Jeoffrécourt est en effet une ville totalement factice. Une agglomération urbaine fantôme née d’un double constat de l’État-Major : la moitié de la population mondiale vit désormais en ville, et la plupart des conflits contemporains se déroulent principalement dans des zones urbaines sous la forme de combats de rue tels que ceux qui se sont déroulés dans l’ex-Yougoslavie, en Afghanistan ou au Moyen-Orient.
Construite pour répondre aux besoins de l’Armée française entre 2008 et 2012, Jeoffrécourt a pour objet de compléter les équipements du camp de Sissone, et notamment les installations interarmes préexistantes du CENZUB (centre d’entraînement aux actions en zone urbaine), elles-mêmes construites entre 2004 et 2006. Objectif : mettre les troupes en situation dans les conditions les plus proches possibles de la réalité des interventions militaires dans un environnement urbain. À cet égard, les tracés des rues ont été pensés pour élargir au maximum le champ des situations possibles : ici des rues de centre-ville étroites, et même sinueuses pour certaines, là des voies plus larges et plus rectilignes de faubourgs contemporains.
C’est tout naturellement l’Armée française qui bénéficie principalement de ces installations uniques en Europe et construites pour faire face aux besoins de plus en plus pointus de l’instruction militaire. Mais pas seulement : soit pour leur propre compte, soit dans le cadre de manœuvres interalliées, l’on peut également voir en action dans les rues de Jeoffrécourt des soldats Allemands, Américains, Belges, Britanniques ou Canadiens venus s’entraîner là pour faire face aux menaces potentielles qui pèsent sur les nations occidentales, mais aussi pour se tenir prêts dans l’optique d’engagements sur les « théâtres d’opérations extérieures » validés par l’Otan. Au total, ce sont chaque année 10 000 soldats qui viennent s’aguerrir au combat urbain dans les infrastructures de Jeoffrécourt.

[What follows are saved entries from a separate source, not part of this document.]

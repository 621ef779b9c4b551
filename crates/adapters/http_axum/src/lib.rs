//! # nodeconsole-adapter-http-axum
//!
//! HTTP adapter built on [axum](https://docs.rs/axum).
//!
//! ## Responsibilities
//! - Serve the compiled browser console (`index.html`, wasm, css) from a
//!   directory: `/` and `/index.html` return the page, `/<path>` any other
//!   bundle file
//! - Answer `/health` for liveness probes
//! - Trace every request through `tower-http`
//!
//! The node API (`api/nodes`, `api/action`, `api/set_number`) belongs to the
//! backend and is not served here.

pub mod router;
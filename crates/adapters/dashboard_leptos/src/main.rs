fn main() {
    console_error_panic_hook::set_once();
    leptos::logging::log!("starting node console");
    leptos::mount::mount_to_body(nodeconsole_dashboard_leptos::App);
}
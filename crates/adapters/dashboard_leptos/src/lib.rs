use std::future::Future;
use std::rc::Rc;

use leptos::prelude::*;
use leptos::task::spawn_local;
use nodeconsole_app::console::{ConsoleError, NodeConsole};
use nodeconsole_app::state::{ConsoleState, LoadState};

pub mod api;
mod components;
pub mod view;

use api::GlooNodeApi;
use components::{ActionBar, LoadIndicator, NodeDetails, NodeSelect, NumberForm, StatusPanel};
use view::SignalView;

/// The console wired to the browser.
pub type Console = NodeConsole<GlooNodeApi, SignalView>;

/// Copyable handle to the console shared by every component.
pub type ConsoleHandle = StoredValue<Rc<Console>, LocalStorage>;

/// Reload the node list in the background.
pub(crate) fn refresh(console: ConsoleHandle) {
    let console = console.get_value();
    spawn_local(async move {
        console.load_nodes().await;
        log_load_failure(&console);
    });
}

/// Run a command in the background and log its outcome to the browser
/// console. The outcome itself is rendered into the status area.
pub(crate) fn run_command<F>(console: ConsoleHandle, command: impl FnOnce(Rc<Console>) -> F)
where
    F: Future<Output = Result<serde_json::Value, ConsoleError>> + 'static,
{
    let console = console.get_value();
    let pending = command(Rc::clone(&console));
    spawn_local(async move {
        match pending.await {
            Ok(_) => leptos::logging::log!("command completed"),
            // Nothing was sent, so no reload happened either.
            Err(ConsoleError::Validation(err)) => {
                leptos::logging::log!("command rejected: {err}");
                return;
            }
            Err(err) => leptos::logging::warn!("command failed: {err}"),
        }
        log_load_failure(&console);
    });
}

fn log_load_failure(console: &Console) {
    if let LoadState::Failed(message) = console.state().load {
        leptos::logging::warn!("failed to load nodes: {message}");
    }
}

/// Root application component.
#[component]
pub fn App() -> impl IntoView {
    let (state, set_state) = signal(ConsoleState::default());
    let console: ConsoleHandle = StoredValue::new_local(Rc::new(NodeConsole::new(
        GlooNodeApi::from_location(),
        SignalView::new(set_state),
    )));

    refresh(console);

    view! {
        <main>
            <h1>"Nodes"</h1>
            <div class="toolbar">
                <NodeSelect state console/>
                <button on:click=move |_| refresh(console)>"Refresh"</button>
                <LoadIndicator state/>
            </div>
            <NodeDetails state/>
            <ActionBar state console/>
            <NumberForm state console/>
            <StatusPanel state/>
        </main>
    }
}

La « bataille de Rozenkrug »
Des équipements si réalistes que le planning est, affirme-t-on du côté de l’Armée, complet 18 mois à l’avance ! Les Allemands eux-mêmes, qui disposaient pourtant d’un site dédié à ce type de « guerrilla » de rue dans le camp militaire d'Altengrabow (une ancienne base soviétique située à 80 km au sud-ouest de Berlin sur l’emplacement d’un camp de prisonniers de la Wehrmacht, le Stalag XIa) ne tarissent pas d’éloges sur le réalisme de Jeoffrécourt, nettement plus adapté à la formation militaire au combat de rue que l’ex-camp soviétique. Un camp militaire allemand où, faute d’infrastructures suffisantes dans notre pays, avaient dû se déployer durant trois semaines en 2009 d’importantes forces de l’Armée française : 1500 hommes dont des agents des forces spéciales et du renseignement, 150 blindés et véhicules divers, des dizaines d’avions et d’hélicoptères. Objectif de l’exercice, mené conjointement avec la Bundeswehr, la « Bataille de Rozenkrug », autrement dit la reprise à l’ennemi d’une importante localité.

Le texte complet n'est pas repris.